▶ EXERCISE INSTRUCTIONS
Gather all lines in the records below that include the word "case".

▶ EXTRACTED RECORDS
//! In-memory `UserRepository` and `CounterStore`.

use std::collections::HashMap;
use std::sync::{Mutex, MutexGuard};

use async_trait::async_trait;

use super::POISONED;
use crate::domain::ports::{
    CounterStore, CounterStoreError, UserFilter, UserPersistenceError, UserRepository,
};
use crate::domain::{CounterAdjustment, CounterDelta, User, UserId, Username};

/// Accounts keyed by id, with the uniqueness rules the SQL schema enforces.
#[derive(Debug, Default)]
pub struct InMemoryUserRepository {
    users: Mutex<HashMap<UserId, User>>,
}

impl InMemoryUserRepository {
    pub fn new() -> Self {
        Self::default()
    }

    fn lock(&self) -> Result<MutexGuard<'_, HashMap<UserId, User>>, UserPersistenceError> {
        self.users
            .lock()
            .map_err(|_| UserPersistenceError::query(POISONED))
    }
}

fn check_unique(
    users: &HashMap<UserId, User>,
    candidate: &User,
) -> Result<(), UserPersistenceError> {
    let others = users.values().filter(|user| user.id() != candidate.id());
    for other in others {
        if other.username() == candidate.username() {
            return Err(UserPersistenceError::duplicate_username());
        }
        if other.email() == candidate.email() {
            return Err(UserPersistenceError::duplicate_email());
        }
    }
    Ok(())
}

fn newest_first(mut users: Vec<User>) -> Vec<User> {
    users.sort_by(|a, b| b.created_at().cmp(&a.created_at()));
    users
}

#[async_trait]
impl UserRepository for InMemoryUserRepository {
    async fn insert(&self, user: &User) -> Result<(), UserPersistenceError> {
        let mut users = self.lock()?;
        if users.contains_key(user.id()) {
            return Err(UserPersistenceError::query(format!(
                "user {} already exists",
                user.id()
            )));
        }
        check_unique(&users, user)?;
        users.insert(user.id().clone(), user.clone());
        Ok(())
    }

    async fn save(&self, user: &User) -> Result<(), UserPersistenceError> {
        let mut users = self.lock()?;
        check_unique(&users, user)?;
        let Some(stored) = users.get_mut(user.id()) else {
            return Err(UserPersistenceError::query(format!(
                "user {} does not exist",
                user.id()
            )));
        };
        // Counters only move through `adjust`.
        *stored = user.clone().with_statistics(*stored.statistics());
        Ok(())
    }

    async fn find_by_id(&self, id: &UserId) -> Result<Option<User>, UserPersistenceError> {
        Ok(self.lock()?.get(id).cloned())
    }

    async fn find_by_username(
        &self,
        username: &Username,
    ) -> Result<Option<User>, UserPersistenceError> {
        Ok(self
            .lock()?
            .values()
            .find(|user| user.username() == username)
            .cloned())
    }

    async fn find_by_ids(&self, ids: &[UserId]) -> Result<Vec<User>, UserPersistenceError> {
        let users = self.lock()?;
        Ok(ids.iter().filter_map(|id| users.get(id).cloned()).collect())
    }

    async fn list(&self, filter: &UserFilter) -> Result<Vec<User>, UserPersistenceError> {
        let users = self.lock()?;
        Ok(newest_first(
            users
                .values()
                .filter(|user| filter.matches(user))
                .cloned()
                .collect(),
        ))
    }
}

#[async_trait]
impl CounterStore for InMemoryUserRepository {
    async fn adjust(&self, delta: &CounterDelta) -> Result<CounterAdjustment, CounterStoreError> {
        let mut users = self
            .users
            .lock()
            .map_err(|_| CounterStoreError::query(POISONED))?;
        let Some(user) = users.get_mut(&delta.user_id) else {
            return Ok(CounterAdjustment::UserMissing);
        };
        let mut statistics = *user.statistics();
        let outcome = statistics.adjust(delta.counter, delta.delta);
        *user = user.clone().with_statistics(statistics);
        Ok(outcome)
    }
}

#[cfg(test)]
mod tests {
    use rstest::rstest;

    use super::*;
    use crate::domain::service_test_support::user_with_role;
    use crate::domain::{CounterKey, ProfileChanges, Role};

    #[rstest]
    #[tokio::test]
    async fn duplicate_username_and_email_are_rejected() {
        let repo = InMemoryUserRepository::new();
        let first = user_with_role(Role::Informer);
        repo.insert(&first).await.expect("first insert");

        let same_email = user_with_role(Role::Informer)
            .with_profile(ProfileChanges {
                email: Some(first.email().clone()),
                ..ProfileChanges::default()
            })
            .expect("valid profile");
        let err = repo.insert(&same_email).await.expect_err("email clash");
        assert_eq!(err, UserPersistenceError::duplicate_email());
    }

    #[rstest]
    #[tokio::test]
    async fn save_keeps_stored_counters() {
        let repo = InMemoryUserRepository::new();
        let volunteer = user_with_role(Role::Volunteer);
        repo.insert(&volunteer).await.expect("insert");
        repo.adjust(&CounterDelta {
            user_id: volunteer.id().clone(),
            counter: CounterKey::SaveCount,
            delta: 1,
        })
        .await
        .expect("adjust");

        let renamed = volunteer
            .with_profile(ProfileChanges {
                name: Some("Renamed Volunteer".to_owned()),
                ..ProfileChanges::default()
            })
            .expect("valid profile");
        repo.save(&renamed).await.expect("save");

        let stored = repo
            .find_by_id(renamed.id())
            .await
            .expect("lookup")
            .expect("present");
        assert_eq!(stored.name(), "Renamed Volunteer");
        assert_eq!(stored.statistics().save_count, 1);
    }

    #[rstest]
    #[case(-1, CounterAdjustment::Clamped, 0)]
    #[case(2, CounterAdjustment::Applied, 2)]
    #[tokio::test]
    async fn adjust_clamps_at_zero(
        #[case] delta: i64,
        #[case] expected: CounterAdjustment,
        #[case] value: u64,
    ) {
        let repo = InMemoryUserRepository::new();
        let informer = user_with_role(Role::Informer);
        repo.insert(&informer).await.expect("insert");

        let outcome = repo
            .adjust(&CounterDelta {
                user_id: informer.id().clone(),
                counter: CounterKey::HelpCount,
                delta,
            })
            .await
            .expect("adjust");

        assert_eq!(outcome, expected);
        let stored = repo
            .find_by_id(informer.id())
            .await
            .expect("lookup")
            .expect("present");
        assert_eq!(stored.statistics().help_count, value);
    }

    #[rstest]
    #[tokio::test]
    async fn adjust_reports_missing_user() {
        let repo = InMemoryUserRepository::new();
        let outcome = repo
            .adjust(&CounterDelta {
                user_id: UserId::random(),
                counter: CounterKey::RequestsSubmitted,
                delta: 1,
            })
            .await
            .expect("adjust");
        assert_eq!(outcome, CounterAdjustment::UserMissing);
    }

    #[rstest]
    #[tokio::test]
    async fn list_filters_by_role() {
        let repo = InMemoryUserRepository::new();
        for role in [Role::Volunteer, Role::Volunteer, Role::Informer] {
            repo.insert(&user_with_role(role)).await.expect("insert");
        }

        let volunteers = repo
            .list(&UserFilter {
                role: Some(Role::Volunteer),
                is_active: None,
            })
            .await
            .expect("list");

        assert_eq!(volunteers.len(), 2);
        assert!(volunteers.iter().all(|user| user.role() == Role::Volunteer));
    }
}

▶ SOLUTION TO THIS EXERCISE
    #[case(-1, CounterAdjustment::Clamped, 0)]
    #[case(2, CounterAdjustment::Applied, 2)]
        #[case] delta: i64,
        #[case] expected: CounterAdjustment,
        #[case] value: u64,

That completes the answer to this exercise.